If one or more nodes are added to the cluster, the Intelligent replica placement will send proportionally more replicas to those nodes until the cluster is in a balanced state. In the very unlikely even no new writes are occurring, ADSF has a background disk balancing process which will balance the cluster as a low priority.

Now that we know the basics of how Nutanix protects data using multiple replicas (called “Resiliency Factor”) let’s talk about what happens during a Nutanix ADSF storage layer upgrade.

Upgrades are initiated by a one-click process and performed in rolling style one controller VM (CVM) at a time regardless of the configured Resiliency Factor and if Erasure Coding (EC-X) is used or not. The rolling upgrade put simply takes one CVM offline at a time, performs the upgrade, performs and self check and then rejoins the cluster and then repeats the process on the next CVM.

One of the many advantages of Nutanix decoupling the storage from the hypervisor (i.e.: not embedding storage into the kernel) is that upgrades and even storage layer failures do not impact the running Virtual machines.

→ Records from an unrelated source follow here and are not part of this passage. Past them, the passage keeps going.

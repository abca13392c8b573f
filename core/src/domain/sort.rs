//! Type-aware, stable sorting of record sets.

use std::cmp::Ordering;

use serde::{Deserialize, Serialize};

use super::record::ConnectionRecord;

/// Sortable record field.
#[derive(Debug, Clone, Copy, PartialEq, Eq, Serialize, Deserialize)]
#[serde(rename_all = "camelCase")]
pub enum SortField {
    Protocol,
    LocalAddress,
    LocalPort,
    State,
    Owner,
    ProcessName,
}

impl SortField {
    /// Fields whose tokens compare numerically.
    fn is_numeric(self) -> bool {
        matches!(self, SortField::LocalPort | SortField::Owner)
    }
}

/// Sort direction applied to present-vs-present comparisons.
#[derive(Debug, Clone, Copy, PartialEq, Eq, Serialize, Deserialize)]
#[serde(rename_all = "camelCase")]
pub enum SortDirection {
    Ascending,
    Descending,
}

impl SortDirection {
    fn apply(self, ordering: Ordering) -> Ordering {
        match self {
            SortDirection::Ascending => ordering,
            SortDirection::Descending => ordering.reverse(),
        }
    }
}

/// Produce a new ordering of `records` by `field`.
///
/// The sort is stable: records with equal keys keep their relative order.
/// A record missing the sort field always orders before one that has it,
/// in both directions; two absent values compare equal.
pub fn sort_records(
    records: &[ConnectionRecord],
    field: SortField,
    direction: SortDirection,
) -> Vec<ConnectionRecord> {
    let mut sorted = records.to_vec();
    sorted.sort_by(|a, b| compare_records(a, b, field, direction));
    sorted
}

/// Comparator backing [`sort_records`], exposed for reuse by display layers.
pub fn compare_records(
    a: &ConnectionRecord,
    b: &ConnectionRecord,
    field: SortField,
    direction: SortDirection,
) -> Ordering {
    match (field_value(a, field), field_value(b, field)) {
        (None, None) => Ordering::Equal,
        (None, Some(_)) => Ordering::Less,
        (Some(_), None) => Ordering::Greater,
        (Some(x), Some(y)) => direction.apply(compare_values(field, &x, &y)),
    }
}

fn field_value(record: &ConnectionRecord, field: SortField) -> Option<String> {
    match field {
        SortField::Protocol => Some(record.protocol.to_string()),
        SortField::LocalAddress => Some(record.local_address.clone()),
        SortField::LocalPort => Some(record.local_port.to_string()),
        SortField::State => record.state.as_ref().map(|s| s.to_string()),
        SortField::Owner => record.owner.clone(),
        SortField::ProcessName => record.process_name.clone(),
    }
}

/// Numeric fields compare as integers when both tokens parse; a pair with a
/// non-numeric token on either side falls back to plain string order rather
/// than being coerced to zero.
fn compare_values(field: SortField, x: &str, y: &str) -> Ordering {
    if field.is_numeric() {
        if let (Ok(xn), Ok(yn)) = (x.parse::<u64>(), y.parse::<u64>()) {
            return xn.cmp(&yn);
        }
    }
    x.cmp(y)
}

// ============================================================================
// Tests
// ============================================================================
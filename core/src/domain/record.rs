//! Connection record domain models.

use serde::{Deserialize, Serialize};
use uuid::Uuid;

// ============================================================================
// Protocol
// ============================================================================

/// Transport protocol of a connection table row.
#[derive(Debug, Clone, Copy, PartialEq, Eq, Hash, Serialize, Deserialize)]
#[serde(rename_all = "lowercase")]
pub enum Protocol {
    Tcp,
    Udp,
}

impl Protocol {
    /// Parse a protocol token from a connection listing.
    ///
    /// Tolerates the case and address-family suffixes the various netstat
    /// flavors emit ("TCP", "tcp", "tcp4", "tcp6", ...).
    pub fn parse(token: &str) -> Option<Self> {
        match token.to_ascii_lowercase().as_str() {
            "tcp" | "tcp4" | "tcp6" => Some(Protocol::Tcp),
            "udp" | "udp4" | "udp6" => Some(Protocol::Udp),
            _ => None,
        }
    }

    /// Whether the protocol has no connection state concept.
    pub fn is_connectionless(&self) -> bool {
        matches!(self, Protocol::Udp)
    }

    /// Lowercase token used when invoking the OS snapshot command.
    pub fn as_str(&self) -> &'static str {
        match self {
            Protocol::Tcp => "tcp",
            Protocol::Udp => "udp",
        }
    }
}

impl std::fmt::Display for Protocol {
    fn fmt(&self, f: &mut std::fmt::Formatter<'_>) -> std::fmt::Result {
        match self {
            Protocol::Tcp => write!(f, "TCP"),
            Protocol::Udp => write!(f, "UDP"),
        }
    }
}

// ============================================================================
// ConnState
// ============================================================================

/// State of a TCP endpoint as reported by the OS.
///
/// Unknown tokens are preserved verbatim in `Other` rather than dropped, so a
/// record always reflects exactly what the snapshot said.
#[derive(Debug, Clone, PartialEq, Eq, Hash, Serialize, Deserialize)]
pub enum ConnState {
    Listening,
    Established,
    TimeWait,
    CloseWait,
    SynSent,
    SynReceived,
    FinWait1,
    FinWait2,
    Closing,
    LastAck,
    Closed,
    Other(String),
}

impl ConnState {
    /// Parse a state token, accepting both the Windows netstat spellings
    /// ("LISTENING", "TIME_WAIT") and the Unix ones ("LISTEN", "SYN_RECV").
    pub fn parse(token: &str) -> Self {
        match token {
            "LISTENING" | "LISTEN" => ConnState::Listening,
            "ESTABLISHED" => ConnState::Established,
            "TIME_WAIT" => ConnState::TimeWait,
            "CLOSE_WAIT" => ConnState::CloseWait,
            "SYN_SENT" => ConnState::SynSent,
            "SYN_RECEIVED" | "SYN_RECV" => ConnState::SynReceived,
            "FIN_WAIT_1" | "FIN_WAIT1" => ConnState::FinWait1,
            "FIN_WAIT_2" | "FIN_WAIT2" => ConnState::FinWait2,
            "CLOSING" => ConnState::Closing,
            "LAST_ACK" => ConnState::LastAck,
            "CLOSED" | "CLOSE" => ConnState::Closed,
            other => ConnState::Other(other.to_string()),
        }
    }
}

impl std::fmt::Display for ConnState {
    fn fmt(&self, f: &mut std::fmt::Formatter<'_>) -> std::fmt::Result {
        match self {
            ConnState::Listening => write!(f, "LISTENING"),
            ConnState::Established => write!(f, "ESTABLISHED"),
            ConnState::TimeWait => write!(f, "TIME_WAIT"),
            ConnState::CloseWait => write!(f, "CLOSE_WAIT"),
            ConnState::SynSent => write!(f, "SYN_SENT"),
            ConnState::SynReceived => write!(f, "SYN_RECEIVED"),
            ConnState::FinWait1 => write!(f, "FIN_WAIT_1"),
            ConnState::FinWait2 => write!(f, "FIN_WAIT_2"),
            ConnState::Closing => write!(f, "CLOSING"),
            ConnState::LastAck => write!(f, "LAST_ACK"),
            ConnState::Closed => write!(f, "CLOSED"),
            ConnState::Other(token) => write!(f, "{}", token),
        }
    }
}

// ============================================================================
// ConnectionRecord
// ============================================================================

/// One parsed row of the OS connection table.
///
/// Records are immutable once constructed; every scan produces an entirely
/// fresh set that replaces the previous one.
#[derive(Debug, Clone, PartialEq, Eq, Serialize, Deserialize)]
pub struct ConnectionRecord {
    /// Unique identifier for this record instance.
    pub id: Uuid,
    /// Transport protocol of the row.
    pub protocol: Protocol,
    /// Local endpoint exactly as the OS reported it (host:port).
    pub local_address: String,
    /// Port number derived from `local_address`.
    pub local_port: u16,
    /// Connection state; absent for connectionless protocols.
    pub state: Option<ConnState>,
    /// Opaque identifier of the owning process, as reported.
    pub owner: Option<String>,
    /// Name of the owning process, when the snapshot format carries one.
    pub process_name: Option<String>,
}

impl ConnectionRecord {
    /// Create a record from parsed snapshot fields.
    pub fn new(
        protocol: Protocol,
        local_address: impl Into<String>,
        local_port: u16,
        state: Option<ConnState>,
        owner: Option<String>,
        process_name: Option<String>,
    ) -> Self {
        Self {
            id: Uuid::new_v4(),
            protocol,
            local_address: local_address.into(),
            local_port,
            state,
            owner,
            process_name,
        }
    }

    /// The owner identifier as a process id, if it is a positive integer.
    pub fn owner_pid(&self) -> Option<u32> {
        self.owner
            .as_deref()?
            .trim()
            .parse::<u32>()
            .ok()
            .filter(|pid| *pid > 0)
    }

    /// Whether the endpoint is in a passive/listening state.
    pub fn is_listening(&self) -> bool {
        matches!(self.state, Some(ConnState::Listening))
    }
}

impl std::fmt::Display for ConnectionRecord {
    fn fmt(&self, f: &mut std::fmt::Formatter<'_>) -> std::fmt::Result {
        write!(f, "{} {}", self.protocol, self.local_address)?;
        if let Some(state) = &self.state {
            write!(f, " {}", state)?;
        }
        if let Some(owner) = &self.owner {
            write!(f, " (PID: {})", owner)?;
        }
        Ok(())
    }
}

// ============================================================================
// Tests
// ============================================================================

#[cfg(test)]
mod tests {
    use super::*;

    #[test]
    fn test_protocol_parse() {
        assert_eq!(Protocol::parse("TCP"), Some(Protocol::Tcp));
        assert_eq!(Protocol::parse("tcp6"), Some(Protocol::Tcp));
        assert_eq!(Protocol::parse("udp"), Some(Protocol::Udp));
        assert_eq!(Protocol::parse("UDP6"), Some(Protocol::Udp));
        assert_eq!(Protocol::parse("unix"), None);
    }

    #[test]
    fn test_state_parse_both_spellings() {
        assert_eq!(ConnState::parse("LISTENING"), ConnState::Listening);
        assert_eq!(ConnState::parse("LISTEN"), ConnState::Listening);
        assert_eq!(ConnState::parse("TIME_WAIT"), ConnState::TimeWait);
        assert_eq!(
            ConnState::parse("BOUND"),
            ConnState::Other("BOUND".to_string())
        );
    }

    #[test]
    fn test_owner_pid() {
        let record = ConnectionRecord::new(
            Protocol::Tcp,
            "0.0.0.0:4200",
            4200,
            Some(ConnState::Listening),
            Some("1234".to_string()),
            None,
        );
        assert_eq!(record.owner_pid(), Some(1234));

        let garbage = ConnectionRecord::new(
            Protocol::Tcp,
            "0.0.0.0:80",
            80,
            Some(ConnState::Listening),
            Some("-".to_string()),
            None,
        );
        assert_eq!(garbage.owner_pid(), None);

        let zero = ConnectionRecord::new(
            Protocol::Tcp,
            "0.0.0.0:80",
            80,
            Some(ConnState::Listening),
            Some("0".to_string()),
            None,
        );
        assert_eq!(zero.owner_pid(), None);
    }

    #[test]
    fn test_display() {
        let record = ConnectionRecord::new(
            Protocol::Tcp,
            "127.0.0.1:8080",
            8080,
            Some(ConnState::Established),
            Some("42".to_string()),
            None,
        );
        assert_eq!(record.to_string(), "TCP 127.0.0.1:8080 ESTABLISHED (PID: 42)");
    }
}
// riscv2ucl - UCLID5 models from riscv-tests binaries
//
// Generates one verification module per compiled riscv-tests program.
//
// Usage:
//   riscv2ucl
//   riscv2ucl -i riscv-tests -o autogen-riscv-tests -p rv32ui-p-
//   riscv2ucl riscv-tests/rv32ui-p-add --objdump riscv32-unknown-elf-objdump

use anyhow::{Context, Result};
use clap::Parser;
use flexi_logger::Logger;
use riscv2ucl::{driver, Config, Objdump};
use std::path::PathBuf;

#[derive(Parser, Debug)]
#[command(name = "riscv2ucl")]
#[command(about = "Generate UCLID5 verification modules from riscv-tests binaries")]
#[command(version)]
struct Args {
    /// Test binaries to translate (default: scan --input-dir)
    files: Vec<PathBuf>,

    /// Directory holding the compiled tests
    #[arg(short, long, default_value = "riscv-tests")]
    input_dir: PathBuf,

    /// Directory the generated modules are written to
    #[arg(short, long, default_value = "autogen-riscv-tests")]
    output_dir: PathBuf,

    /// Only binaries whose name starts with this prefix
    #[arg(short, long, default_value = "rv32ui-p-")]
    prefix: String,

    /// Disassembler to run
    #[arg(long, default_value = riscv2ucl::objdump::DEFAULT_OBJDUMP)]
    objdump: String,

    /// Keep going after a binary fails
    #[arg(short, long)]
    keep_going: bool,

    /// Verbose output (repeat for more)
    #[arg(short, long, action = clap::ArgAction::Count)]
    verbose: u8,
}

impl Args {
    fn log_level(&self) -> &'static str {
        match self.verbose {
            0 => "warn",
            1 => "info",
            2 => "debug",
            _ => "trace",
        }
    }

    fn config(&self) -> Config {
        Config {
            input_dir: self.input_dir.clone(),
            output_dir: self.output_dir.clone(),
            prefix: self.prefix.clone(),
            files: self.files.clone(),
            keep_going: self.keep_going,
        }
    }
}

fn main() -> Result<()> {
    let args = Args::parse();

    let _logger = Logger::try_with_env_or_str(args.log_level())
        .context("Invalid log specification")?
        .log_to_stderr()
        .start()
        .context("Failed to start logger")?;

    let config = args.config();
    let objdump = Objdump::new(args.objdump.as_str());

    let summary = driver::run(&config, &objdump).with_context(|| {
        format!(
            "Failed to generate models into {}",
            config.output_dir.display()
        )
    })?;

    log::info!(
        "Wrote {} modules to {}",
        summary.written.len(),
        config.output_dir.display()
    );

    Ok(())
}

#[cfg(test)]
mod tests {
    use super::*;
    use clap::CommandFactory;

    #[test]
    fn test_args() {
        Args::command().debug_assert();
    }

    #[test]
    fn test_defaults() {
        let args = Args::try_parse_from(["riscv2ucl"]).unwrap();
        let config = args.config();
        let default = Config::default();

        assert_eq!(config.input_dir, default.input_dir);
        assert_eq!(config.output_dir, default.output_dir);
        assert_eq!(config.prefix, default.prefix);
        assert!(config.files.is_empty());
        assert!(!config.keep_going);
        assert_eq!(args.objdump, "riscv64-unknown-elf-objdump");
        assert_eq!(args.log_level(), "warn");
    }

    #[test]
    fn test_flags() {
        let args = Args::try_parse_from([
            "riscv2ucl",
            "-vv",
            "-k",
            "--objdump",
            "llvm-objdump",
            "riscv-tests/rv32ui-p-add",
        ])
        .unwrap();

        assert_eq!(args.log_level(), "debug");
        assert!(args.config().keep_going);
        assert_eq!(args.objdump, "llvm-objdump");
        assert_eq!(args.files, vec![PathBuf::from("riscv-tests/rv32ui-p-add")]);
    }
}
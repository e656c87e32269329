//! Closed-form differentials for linearizing the snow stress response.
//!
//! Both functions are exact derivatives, not finite-difference
//! approximations. They are evaluated once per particle per operator
//! application, so they stay allocation-free and branch-light.

use glam::{Mat3, Vec3};

use firn_types::constants::EPSILON;

/// Differential dR of the rotation factor of a polar decomposition.
///
/// Given F = R·S with R orthogonal and S symmetric, a perturbation dF of F
/// perturbs the rotation by dR = R·W, where W = RᵀdR is skew-symmetric.
/// Skewness leaves three unknowns, which satisfy the linear system obtained
/// from the symmetry constraint on d(RᵀF):
///
/// ```text
/// [ S₀₀+S₁₁   S₁₂    −S₀₂ ] [w₀]   [ V₀₁ ]
/// [  S₁₂    S₀₀+S₂₂   S₀₁ ] [w₁] = [ V₀₂ ] ,  V = RᵀdF − dFᵀR
/// [ −S₀₂     S₀₁    S₁₁+S₂₂] [w₂]   [ V₁₂ ]
/// ```
///
/// Returns the zero matrix when the system is singular (degenerate
/// stretch), so a collapsed particle contributes no rotational response.
pub fn rotation_differential(re: &Mat3, se: &Mat3, df: &Mat3) -> Mat3 {
    let v = re.transpose() * *df - df.transpose() * *re;

    let s00 = se.x_axis.x;
    let s11 = se.y_axis.y;
    let s22 = se.z_axis.z;
    let s01 = se.y_axis.x;
    let s02 = se.z_axis.x;
    let s12 = se.z_axis.y;

    let a = Mat3::from_cols(
        Vec3::new(s00 + s11, s12, -s02),
        Vec3::new(s12, s00 + s22, s01),
        Vec3::new(-s02, s01, s11 + s22),
    );
    if a.determinant().abs() < EPSILON {
        return Mat3::ZERO;
    }

    let b = Vec3::new(v.y_axis.x, v.z_axis.x, v.z_axis.y);
    let w = a.inverse() * b;

    // W = RᵀdR, skew-symmetric from the three solved components.
    let rt_dr = Mat3::from_cols(
        Vec3::new(0.0, -w.x, -w.y),
        Vec3::new(w.x, 0.0, -w.z),
        Vec3::new(w.y, w.z, 0.0),
    );
    *re * rt_dr
}

/// Differential of the cofactor matrix J·F⁻ᵗ under a perturbation dF.
///
/// The cofactor is quadratic in the entries of F, so its derivative is the
/// fixed bilinear form below: nine expressions, each mixing one entry of F
/// with one of dF. Indices are column-major (`m[col*3 + row]`).
pub fn cofactor_differential(f: &Mat3, df: &Mat3) -> Mat3 {
    let f = f.to_cols_array();
    let d = df.to_cols_array();
    Mat3::from_cols_array(&[
        f[4] * d[8] - f[5] * d[7] - f[7] * d[5] + f[8] * d[4],
        f[5] * d[6] - f[3] * d[8] + f[6] * d[5] - f[8] * d[3],
        f[3] * d[7] - f[4] * d[6] - f[6] * d[4] + f[7] * d[3],
        f[2] * d[7] - f[1] * d[8] + f[7] * d[2] - f[8] * d[1],
        f[0] * d[8] - f[2] * d[6] - f[6] * d[2] + f[8] * d[0],
        f[1] * d[6] - f[0] * d[7] + f[6] * d[1] - f[7] * d[0],
        f[1] * d[5] - f[2] * d[4] - f[4] * d[2] + f[5] * d[1],
        f[2] * d[3] - f[0] * d[5] + f[3] * d[2] - f[5] * d[0],
        f[0] * d[4] - f[1] * d[3] - f[3] * d[1] + f[4] * d[0],
    ])
}
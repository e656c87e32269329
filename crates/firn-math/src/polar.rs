//! Polar decomposition of 3×3 matrices.
//!
//! Factors F = R·S into an orthogonal rotation R and a symmetric
//! positive semi-definite stretch S. The implicit solver linearizes the
//! stress response about the polar factors of the trial elastic gradient.

use glam::Mat3;

use firn_types::constants::EPSILON;

use crate::mat3::ddot;

/// Iteration cap for the Newton polar iteration. Convergence is
/// quadratic, so well-conditioned input finishes in a handful of sweeps.
const MAX_SWEEPS: usize = 24;

/// Convergence threshold on the Frobenius norm of the iterate change.
const SWEEP_TOLERANCE: f32 = 1.0e-6;

/// Result of a 3×3 polar decomposition: F = R·S.
#[derive(Debug, Clone, Copy)]
pub struct PolarDecomposition {
    /// Rotation part (orthogonal).
    pub rotation: Mat3,
    /// Stretch part (symmetric positive semi-definite).
    pub stretch: Mat3,
}

/// Compute the polar decomposition of a 3×3 matrix.
///
/// Uses the Newton iteration `R ← ½(R + R⁻ᵗ)`, seeded with F itself,
/// then recovers the stretch as the symmetrized `RᵀF`.
///
/// For singular input (det(F) ≈ 0) the iteration cannot run; the rotation
/// falls back to identity and the stretch to the symmetric part of F.
/// That is a degeneracy policy, not an error.
pub fn polar_decompose(f: &Mat3) -> PolarDecomposition {
    if f.determinant().abs() < EPSILON {
        return PolarDecomposition {
            rotation: Mat3::IDENTITY,
            stretch: symmetrize(f),
        };
    }

    let mut r = *f;
    for _ in 0..MAX_SWEEPS {
        let next = (r + r.inverse().transpose()) * 0.5;
        let step = next - r;
        r = next;
        if ddot(&step, &step) < SWEEP_TOLERANCE * SWEEP_TOLERANCE {
            break;
        }
    }

    let s = r.transpose() * *f;
    PolarDecomposition {
        rotation: r,
        stretch: symmetrize(&s),
    }
}

#[inline]
fn symmetrize(m: &Mat3) -> Mat3 {
    (*m + m.transpose()) * 0.5
}
//! The conjugate-residual driver for the implicit velocity update.

use std::time::Instant;

use rayon::prelude::*;
use tracing::debug;

use firn_telemetry::{EventBus, EventKind, SolverEvent};
use firn_types::{FirnError, FirnResult};

use crate::cache::{Field, NodeScratch, ParticleScratch, WeightCache};
use crate::config::SolverConfig;
use crate::grid::{Grid, GridNode};
use crate::operator::{apply_operator, compute_trial_state};
use crate::particle::Particle;
use crate::reduction::{fold_scratch, inner_product};

/// Outcome of one implicit solve.
#[derive(Debug, Clone, Copy, PartialEq)]
pub struct StepResult {
    /// Iterations actually run.
    pub iterations: u32,
    /// Squared residual ⟨r, r⟩ at termination.
    pub final_residual: f64,
    /// Whether the residual dropped below the configured threshold.
    pub converged: bool,
    /// Wall-clock seconds spent in `solve`.
    pub wall_time: f64,
}

/// Matrix-free conjugate-residual solver for end-of-step grid velocities.
///
/// Owns its scratch buffers and reuses them across steps; buffers are
/// resized and zeroed at the start of every solve, so nothing leaks from
/// one step into the next. One solve may be in flight at a time.
pub struct ImplicitSolver {
    config: SolverConfig,
    pscratch: Vec<ParticleScratch>,
    nscratch: NodeScratch,
    telemetry: Option<EventBus>,
    step: u32,
}

impl ImplicitSolver {
    /// Build a solver, rejecting invalid configurations up front.
    pub fn new(config: SolverConfig) -> FirnResult<Self> {
        config.validate()?;
        Ok(Self {
            config,
            pscratch: Vec::new(),
            nscratch: NodeScratch::new(0),
            telemetry: None,
            step: 0,
        })
    }

    /// Route per-iteration events through `bus`.
    pub fn attach_telemetry(&mut self, bus: EventBus) {
        self.telemetry = Some(bus);
    }

    /// The active configuration.
    pub fn config(&self) -> &SolverConfig {
        &self.config
    }

    fn emit(&self, kind: EventKind) {
        if let Some(bus) = &self.telemetry {
            bus.emit(SolverEvent::new(self.step, kind));
        }
    }

    /// Solve `Eu(v) = v⁰` and write the result back into `nodes`.
    ///
    /// On entry each node carries its pre-solve velocity in both
    /// `velocity` and `velocity_change`; on exit `velocity` holds the
    /// solved velocity and `velocity_change` the (post − pre) delta.
    /// Particles and weights are read-only throughout.
    pub fn solve(
        &mut self,
        grid: &Grid,
        particles: &[Particle],
        nodes: &mut [GridNode],
        weights: &WeightCache,
        dt: f32,
    ) -> FirnResult<StepResult> {
        let start = Instant::now();

        grid.validate()?;
        if nodes.len() != grid.node_count() {
            return Err(FirnError::MismatchedBuffers(format!(
                "grid has {} nodes but {} were supplied",
                grid.node_count(),
                nodes.len()
            )));
        }
        if weights.len() != particles.len() {
            return Err(FirnError::MismatchedBuffers(format!(
                "{} particles but {} weight rows",
                particles.len(),
                weights.len()
            )));
        }
        weights.validate(nodes.len())?;
        if !(dt > 0.0) {
            return Err(FirnError::InvalidConfig(format!(
                "time step must be positive, got {dt}"
            )));
        }

        self.pscratch.clear();
        self.pscratch
            .resize(particles.len(), ParticleScratch::default());
        self.nscratch.reset(nodes.len());

        self.emit(EventKind::StepBegin { dt });

        let blend = self.config.implicit_blend;
        compute_trial_state(particles, nodes, weights, &mut self.pscratch, dt);

        // Initialization: v = v⁰, r = v⁰ − Eu(v), p = r, Ar = Eu(r), Ap = Ar.
        self.nscratch
            .fields
            .par_iter_mut()
            .zip(nodes.par_iter())
            .for_each(|(f, node)| f.v = node.velocity);
        apply_operator(
            particles,
            nodes,
            weights,
            &mut self.pscratch,
            &mut self.nscratch,
            Field::V,
            Field::R,
            dt,
            blend,
        );
        self.nscratch.fields.par_iter_mut().for_each(|f| {
            f.r = f.v - f.r;
            f.p = f.r;
        });
        apply_operator(
            particles,
            nodes,
            weights,
            &mut self.pscratch,
            &mut self.nscratch,
            Field::R,
            Field::Ar,
            dt,
            blend,
        );
        self.nscratch
            .fields
            .par_iter_mut()
            .for_each(|f| f.ap = f.ar);

        let mut iterations = 0u32;
        let mut residual;
        loop {
            // α = ⟨r, Ar⟩ / ⟨Ap, Ap⟩; its numerator is also next β's
            // denominator, so it is captured before r changes.
            let alpha_num = inner_product(&mut self.nscratch, Field::R, Field::Ar);
            let alpha_den = inner_product(&mut self.nscratch, Field::Ap, Field::Ap);
            let alpha = if alpha_den.abs() > 0.0 {
                alpha_num / alpha_den
            } else {
                0.0
            };
            let beta_den = alpha_num;

            let alpha_f = alpha as f32;
            self.nscratch.fields.par_iter_mut().for_each(|f| {
                f.v += alpha_f * f.p;
                f.r -= alpha_f * f.ap;
            });

            apply_operator(
                particles,
                nodes,
                weights,
                &mut self.pscratch,
                &mut self.nscratch,
                Field::R,
                Field::Ar,
                dt,
                blend,
            );

            let beta_num = inner_product(&mut self.nscratch, Field::R, Field::Ar);
            let beta = if beta_den.abs() > 0.0 {
                beta_num / beta_den
            } else {
                0.0
            };

            // Direction recurrence fused with the residual-norm pass.
            let beta_f = beta as f32;
            {
                let NodeScratch {
                    fields, scratch, ..
                } = &mut self.nscratch;
                fields
                    .par_iter_mut()
                    .zip(scratch.par_iter_mut())
                    .for_each(|(f, slot)| {
                        f.p = f.r + beta_f * f.p;
                        f.ap = f.ar + beta_f * f.ap;
                        *slot = f.r.dot(f.r) as f64;
                    });
            }
            residual = fold_scratch(&mut self.nscratch.scratch);

            iterations += 1;
            debug!(
                iteration = iterations,
                r_ar = alpha_num,
                alpha,
                beta,
                residual,
                "conjugate residual iteration"
            );
            self.emit(EventKind::SolverIteration {
                iteration: iterations,
                r_ar: alpha_num,
                alpha,
                beta,
                residual,
            });

            if iterations >= self.config.max_iterations
                || residual <= self.config.residual_threshold
            {
                break;
            }
        }

        let converged = residual <= self.config.residual_threshold;
        {
            let fields = &self.nscratch.fields;
            nodes
                .par_iter_mut()
                .zip(fields.par_iter())
                .for_each(|(node, f)| {
                    node.velocity = f.v;
                    node.velocity_change = node.velocity - node.velocity_change;
                });
        }

        self.emit(EventKind::Convergence {
            iterations,
            final_residual: residual,
            converged,
        });
        if let Some(bus) = &mut self.telemetry {
            bus.flush();
        }
        self.step += 1;

        Ok(StepResult {
            iterations,
            final_residual: residual,
            converged,
            wall_time: start.elapsed().as_secs_f64(),
        })
    }
}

VMs do not need to be restarted (i.e.: Like a HA event) nor do they need to migrate (e.g.: vMotion) to another node. VMs continue without interruption to storage traffic even when the local controller is offline for any reason.

If the local CVM is down for maintenance or due to failure, the I/O is dynamically re-directed throughout the cluster.

Let’s look at a Read I/O when the CVM local to a VM is offline (for any reason).

The local CVM being offline means the physical drives (NVMe, SSD, HDD etc) are not available meaning the local data (replicas) is unavailable.

All read I/O will be redirected and continue to function as it will now be served by all CVMs in the cluster.

ReadIOServedRemotelyWhenCVMifOffline

This maintenance/failure scenario could be compared to a 3 Tier architecture in that the node running the VM is not currently providing storage and is connecting to the storage over a network. But as Nutanix is a distributed architecture all nodes within the cluster service the reads meaning in the worst case scenario of a three node cluster, during a failure or maintenance Nutanix has an equivalent architecture to an optimally performing dual controller storage array.

Let’s cover that one more time, in the WORST case scenario where the smallest cluster has suffered a failure (or maintenance) causing the read IO to be served remotely, Nutanix in a degraded state is at worst equivalent to a compute node accessing a dual controller storage array in it’s OPTIMAL state.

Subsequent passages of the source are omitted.